PE firms must justify elevated Asia valuations amid macro uncertainty, stalled exits
KKR exited its 22% stake in Indonesian bakery brand Sari Roti last month to Leafgreen Capital and Gateway Partners, hinting at the potential for liquidity in one of Asia’s most difficult exit markets. It is also potentially symptomatic of pan-regional GPs looking to simplify bloated portfolios as they head into a new fundraising cycle. But prospective buyers are not holding their breath.
One source close to the Sari Roti deal described a regional landscape in which many large-cap managers have been sitting on portfolios of 30-35 positions for seven to 10 years. Many of these are considered quality assets despite being difficult to match with a buyer or to take public in emerging Asia.
As these assets wait to be processed through the post-pandemic downturn, geopolitical uncertainty has escalated dramatically. Many long-held businesses with significant upside will not be let go until the macro outlook stabilises. Strong performers like Sari Roti may sporadically come to market but only for idiosyncratic portfolio management reasons.
“I wouldn’t say there are desperate sellers,” said the source. “People understand there is a two- to three-year blip post-COVID, and with Trump that’s been extended longer. If you’re happy with your investments, you should hold them.”
Bert Kwan, formerly of BDA Capital Partners and Northstar Group, sees other obstacles as well. For the past 18 months, his new firm, Center Black Capital, has explored the possibility of taking out positions held by other financial sponsors in Southeast Asia, yet found that 90% of businesses are overmarked.
Kwan believes there is a willingness to sell, but the bid-ask spread has proven challenging. This is perhaps exacerbated amongst large managers that hold Asian assets as part of a global pool, allowing them to more easily mask questionable performance metrics and holding periods.
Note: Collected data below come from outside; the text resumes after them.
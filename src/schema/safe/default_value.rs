//! Parse-time validation and coercion of field defaults
//!
//! A default is validated exactly once, when the schema document is parsed,
//! and stored on the field as an already-coerced [`Value`].

use crate::{
	schema::{safe::*, SchemaError},
	value::{UnionValue, Value},
};

use std::collections::HashMap;

/// Raw defaults of fields that have not been coerced yet, keyed by
/// `(record node index, field index)`
///
/// A record-typed default falls through to the defaults of the record's own
/// fields, which within a single document may not have been coerced yet, so
/// coercion reads the raw form from here.
pub(super) type RawDefaults<'a> = HashMap<(usize, usize), &'a serde_json::Value>;

const MAX_COERCION_DEPTH: u32 = 64;

pub(super) fn coerce(
	nodes: &[SchemaNode],
	key: SchemaKey,
	json: &serde_json::Value,
	raw_defaults: &RawDefaults<'_>,
) -> Result<Value, SchemaError> {
	coerce_inner(nodes, key, json, raw_defaults, 0)
}

fn coerce_inner(
	nodes: &[SchemaNode],
	key: SchemaKey,
	json: &serde_json::Value,
	raw_defaults: &RawDefaults<'_>,
	depth: u32,
) -> Result<Value, SchemaError> {
	if depth > MAX_COERCION_DEPTH {
		return Err(SchemaError::new(
			"Default value coercion recurses too deeply (self-referential default?)",
		));
	}
	let node = nodes
		.get(key.idx)
		.ok_or_else(|| SchemaError::new("Default value refers to unknown node"))?;
	let mismatch = || {
		SchemaError::msg(format_args!(
			"Default value {} is not assignment-compatible with {:?} schema",
			json, node.type_
		))
	};
	Ok(match &node.type_ {
		RegularType::Null => match json {
			serde_json::Value::Null => Value::Null,
			_ => return Err(mismatch()),
		},
		RegularType::Boolean => match json {
			serde_json::Value::Bool(b) => Value::Boolean(*b),
			_ => return Err(mismatch()),
		},
		RegularType::Int => Value::Int(
			integral_default(json)
				.and_then(|i| i32::try_from(i).ok())
				.ok_or_else(mismatch)?,
		),
		RegularType::Long => Value::Long(integral_default(json).ok_or_else(mismatch)?),
		RegularType::Float => match json.as_f64() {
			Some(f) => Value::Float(f as f32),
			None => return Err(mismatch()),
		},
		RegularType::Double => match json.as_f64() {
			Some(f) => Value::Double(f),
			None => return Err(mismatch()),
		},
		RegularType::String => match json.as_str() {
			Some(s) => Value::String(s.to_owned()),
			None => return Err(mismatch()),
		},
		RegularType::Bytes => match json.as_str() {
			Some(s) => Value::Bytes(s.as_bytes().to_owned()),
			None => return Err(mismatch()),
		},
		RegularType::Enum(enum_) => match json.as_str() {
			Some(s) if enum_.symbols.iter().any(|symbol| symbol == s) => {
				Value::Enum(s.to_owned())
			}
			_ => return Err(mismatch()),
		},
		RegularType::Fixed(fixed) => match json.as_str() {
			Some(s) if s.len() == fixed.size => Value::Fixed(s.as_bytes().to_owned()),
			_ => return Err(mismatch()),
		},
		RegularType::Array(array) => match json {
			serde_json::Value::Array(items) => Value::Array(
				items
					.iter()
					.map(|item| coerce_inner(nodes, array.items, item, raw_defaults, depth + 1))
					.collect::<Result<_, _>>()?,
			),
			_ => return Err(mismatch()),
		},
		RegularType::Map(map) => match json {
			serde_json::Value::Object(entries) => Value::Map(
				entries
					.iter()
					.map(|(k, v)| {
						Ok((
							k.clone(),
							coerce_inner(nodes, map.values, v, raw_defaults, depth + 1)?,
						))
					})
					.collect::<Result<_, SchemaError>>()?,
			),
			_ => return Err(mismatch()),
		},
		RegularType::Record(record) => match json {
			serde_json::Value::Object(entries) => Value::Record(
				record
					.fields
					.iter()
					.enumerate()
					.map(|(field_idx, field)| {
						let value = match entries.get(&field.name) {
							Some(v) => {
								coerce_inner(nodes, field.type_, v, raw_defaults, depth + 1)?
							}
							// Fall through to the field's own default
							None => match (
								&field.default,
								raw_defaults.get(&(key.idx, field_idx)),
							) {
								(Some(already_coerced), _) => already_coerced.clone(),
								(None, Some(raw)) => coerce_inner(
									nodes,
									field.type_,
									raw,
									raw_defaults,
									depth + 1,
								)?,
								(None, None) => {
									return Err(SchemaError::msg(format_args!(
										"Record default is missing field {:?} \
											which has no default of its own",
										field.name
									)))
								}
							},
						};
						Ok((field.name.clone(), value))
					})
					.collect::<Result<_, SchemaError>>()?,
			),
			_ => return Err(mismatch()),
		},
		// A union default is always interpreted against the first branch
		RegularType::Union(union) => {
			let first = *union
				.variants
				.first()
				.ok_or_else(|| SchemaError::new("Union has no branches"))?;
			let type_name = union_branch_type_name(nodes, first)
				.ok_or_else(|| SchemaError::new("Union branch refers to unknown node"))?;
			Value::Union(Box::new(UnionValue {
				branch: 0,
				type_name,
				value: coerce_inner(nodes, first, json, raw_defaults, depth + 1)?,
			}))
		}
	})
}

/// JSON has no integer type, so integer defaults may arrive float-shaped.
/// They are accepted only when integral and in range.
fn integral_default(json: &serde_json::Value) -> Option<i64> {
	if !json.is_number() {
		return None;
	}
	match json.as_i64() {
		Some(i) => Some(i),
		None => {
			let f = json.as_f64()?;
			(f.fract() == 0.0 && f >= i64::MIN as f64 && f <= i64::MAX as f64)
				.then_some(f as i64)
		}
	}
}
“A lot of positions are marked at mid-teens forward EBITDA, which you don’t really see anymore. If a company in Vietnam or Indonesia were raising new capital, that would be a non-starter in this market, so why could you pay that valuation for a secondary asset?” he said.
“The other dynamic is, to the extent you still have assets under management, you can extract fees. There is some zombie-like behaviour in the market, which cuts against the type of commercial negotiations that allow deals to get done.”
Pressure to realise
A wide bid-ask spread suggests there are few openings for secondary investors, which often rely on negotiating a large discount to net asset value (NAV). However, there is also an argument that the current market merely encourages them to take a more subjective and qualitative approach to valuations, rethinking how they weigh asset quality versus discount.
Paul Robine, founder and CEO of Asia direct secondaries specialist TR Capital, believes prevailing conditions are well-suited to an active secondaries strategy based on assertive underwriting, due diligence, business monitoring, and exit management. He estimates unrealised assets in funds of five years old or more will reach close to USD 2trn in APAC in 2025.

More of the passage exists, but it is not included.